So naturally I was psyched for the Swedish mezzo’s ballyhooed concert Thursday night at Zankel Hall, astonishingly just her second-ever appearance in New York City. I must plead guilty to being its primary hype-ster; however, the roundly enthusiastic audience response to her all-baroque program suggested I haven’t been wrong in my long-held enthusiasm.

While I suspect many there were hearing her in person for the first time, the nearly two-and-a half hour concert was our fifth encounter after Berlin followed by Paris, Brussels and Krakow. Like all prima-donna fanciers, I even had to cope with the crushing disappointment of a prima donna cancellation: in 2004 she was supposed to appear as Licori in Vivaldi’s La Fida Ninfa at the Théâtre des Champs-Elysées but a slip in my program announced that Anna-Maria Panzarella would be taking her place.

Panzarella was wonderful but I missed Hallenberg whom I had “discovered” in an ear-opening Berlin Hercules two years earlier. At least there exists a scratchy broadcast of another Fida performance so I still got to hear her “Alma oppressa.”

Although she was regularly appearing in ecstatically received operas and concerts in Europe and building a large and irresistible discography, the US remained uninterested as even now her engagements here since a debut in Duluth (!) over 25 years ago can still be counted on one hand. I’d have been front and center at her much-belated first NYC appearance in Vivaldi’s Juditha Triumphans at Carnegie Hall in early 2017 but I was just out of the hospital.

Happily, Carnegie Hall invited her back and she and the Venice Baroque Orchestra appeared at Zankel as part of a four-city tour which continues tonight in Boston and ends in Champaign-Urbana on March 5. Performing eight da capo arias mostly by Handel and Vivaldi, Hallenberg again and again displayed her familiar—and exceptional—qualities: spectacular coloratura facility wedded to an intensely inviting musicality which always served the composer rather than her own self-aggrandizement.

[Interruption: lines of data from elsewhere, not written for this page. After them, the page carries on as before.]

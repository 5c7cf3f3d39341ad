//! Validation error types

use std::fmt;

/// Validation error for request input
#[derive(Debug, Clone, PartialEq)]
pub enum ValidationError {
    /// Field is empty when it shouldn't be
    Empty { field: &'static str },

    /// Numeric field holds something that isn't a number
    NotANumber { field: String, value: String },

    /// Field given more than once where only one is accepted
    Duplicate { field: &'static str },

    /// Request body could not be read in the expected format
    Malformed { reason: String },
}

impl fmt::Display for ValidationError {
    fn fmt(&self, f: &mut fmt::Formatter<'_>) -> fmt::Result {
        match self {
            Self::Empty { field } => write!(f, "{} cannot be empty", field),
            Self::NotANumber { field, value } => {
                write!(f, "{} must be a number, got '{}'", field, value)
            }
            Self::Duplicate { field } => write!(f, "only one '{}' part is accepted", field),
            Self::Malformed { reason } => write!(f, "malformed request body: {}", reason),
        }
    }
}

impl std::error::Error for ValidationError {}
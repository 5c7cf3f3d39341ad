//! Postgres item store
//!
//! Each item is one JSONB document in `second_chance_items.doc`. Lookups
//! match on `doc->>'id'`; when ids collide, the earliest row wins, like a
//! find-one against a document collection.

use async_trait::async_trait;
use sqlx::types::Json;

use super::connector::Connector;
use super::migrations;
use super::store::ItemStore;
use crate::error::ItemError;
use crate::models::Item;

/// Item store backed by the shared connector
pub struct PgItemStore {
    connector: Connector,
}

impl PgItemStore {
    pub fn new(connector: Connector) -> Self {
        Self { connector }
    }

    pub fn connector(&self) -> &Connector {
        &self.connector
    }

    /// Create the collection if needed. Connects if nothing has yet.
    pub async fn migrate(&self) -> Result<(), ItemError> {
        let pool = self.connector.connection().await?;
        migrations::run(pool).await
    }
}

#[async_trait]
impl ItemStore for PgItemStore {
    fn kind(&self) -> &'static str {
        "postgres"
    }

    async fn ping(&self) -> Result<(), ItemError> {
        let pool = self.connector.connection().await?;
        sqlx::query("SELECT 1").execute(pool).await?;
        Ok(())
    }

    async fn list(&self) -> Result<Vec<Item>, ItemError> {
        let pool = self.connector.connection().await?;
        let rows: Vec<(Json<Item>,)> =
            sqlx::query_as("SELECT doc FROM second_chance_items ORDER BY seq")
                .fetch_all(pool)
                .await?;

        Ok(rows.into_iter().map(|(Json(item),)| item).collect())
    }

    async fn find_by_id(&self, id: &str) -> Result<Option<Item>, ItemError> {
        let pool = self.connector.connection().await?;
        let row: Option<(Json<Item>,)> = sqlx::query_as(
            r#"
            SELECT doc FROM second_chance_items
            WHERE doc->>'id' = $1
            ORDER BY seq
            LIMIT 1
            "#,
        )
        .bind(id)
        .fetch_optional(pool)
        .await?;

        Ok(row.map(|(Json(item),)| item))
    }

    async fn max_id(&self) -> Result<Option<u64>, ItemError> {
        let pool = self.connector.connection().await?;
        let row: Option<(String,)> = sqlx::query_as(
            r#"
            SELECT doc->>'id' FROM second_chance_items
            WHERE doc->>'id' ~ '^[0-9]+$'
            ORDER BY (doc->>'id')::numeric DESC
            LIMIT 1
            "#,
        )
        .fetch_optional(pool)
        .await?;

        row.map(|(raw,)| {
            raw.parse::<u64>()
                .map_err(|_| ItemError::Internal(format!("item id '{}' is out of range", raw)))
        })
        .transpose()
    }

    async fn insert(&self, item: &Item) -> Result<(), ItemError> {
        let pool = self.connector.connection().await?;
        sqlx::query("INSERT INTO second_chance_items (doc) VALUES ($1)")
            .bind(Json(item))
            .execute(pool)
            .await?;
        Ok(())
    }

    async fn replace(&self, item: &Item) -> Result<Option<Item>, ItemError> {
        let pool = self.connector.connection().await?;
        let row: Option<(Json<Item>,)> = sqlx::query_as(
            r#"
            UPDATE second_chance_items SET doc = $2
            WHERE seq = (
                SELECT seq FROM second_chance_items
                WHERE doc->>'id' = $1
                ORDER BY seq
                LIMIT 1
            )
            RETURNING doc
            "#,
        )
        .bind(&item.id)
        .bind(Json(item))
        .fetch_optional(pool)
        .await?;

        Ok(row.map(|(Json(item),)| item))
    }

    async fn delete(&self, id: &str) -> Result<u64, ItemError> {
        let pool = self.connector.connection().await?;
        let result = sqlx::query(
            r#"
            DELETE FROM second_chance_items
            WHERE seq = (
                SELECT seq FROM second_chance_items
                WHERE doc->>'id' = $1
                ORDER BY seq
                LIMIT 1
            )
            "#,
        )
        .bind(id)
        .execute(pool)
        .await?;

        Ok(result.rows_affected())
    }
}
//! secondchance - run and manage the second-chance items API
//!
//! - `serve`: HTTP API for listing, creating, updating, and deleting items
//! - `migrate`: create the item collection in Postgres

use anyhow::Result;
use clap::{Parser, Subcommand};

mod commands;
mod tracing_setup;

use tracing_setup::TracingConfig;

#[derive(Parser, Debug)]
#[command(
    name = "secondchance",
    author,
    version,
    about = "REST API for second-chance (donated and reusable) item listings"
)]
struct Cli {
    /// Enable debug logging
    #[arg(long, global = true)]
    debug: bool,

    #[command(subcommand)]
    command: Commands,
}

#[derive(Subcommand, Debug)]
enum Commands {
    /// Run the HTTP API server
    Serve(commands::serve::ServeArgs),
    /// Create the item collection in Postgres
    Migrate(commands::migrate::MigrateArgs),
}

#[tokio::main]
async fn main() -> Result<()> {
    // .env first so clap's `env` attributes can see it
    dotenvy::dotenv().ok();
    let cli = Cli::parse();

    tracing_setup::init(&TracingConfig { debug: cli.debug }).ok();

    match cli.command {
        Commands::Serve(args) => commands::run_serve(args).await?,
        Commands::Migrate(args) => commands::run_migrate(args).await?,
    }

    Ok(())
}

If the opening “Dopo l’orrore” from Ottone was unduly modest, the ornately twittering interplay with concertmaster Gianpiero Zanocco in “Quando il flebile usignolo” by Pietro Torri proved wondrously beguiling. As usignolo means nightingale, presumably the aria’s inclusion was a nod to the concert’s puzzling title “The Swedish Nightingale,” which references a very different Swede, soprano Jenny Lind who toured the US presented by PT Barnum.

Two impressive Vivaldi arias followed; Hallenberg took a refreshingly straightforward approach to the celebrated “Gelido in ogni vento” from Farnace refusing to drag it out endlessly in the manner of several recent singers. The fiercely florid “Armatae face,” an encore from the Juditha of three years ago and the evening’s first piece to evoking the Furies, brought the first half to a fiery conclusion.

The VBO which had earlier been unimpressive playing thinly and with suspect intonation was transformed after intermission vibrantly accompanying Hallenberg while attacking its third and fourth Vivaldi concerti with infectious sprezzatura.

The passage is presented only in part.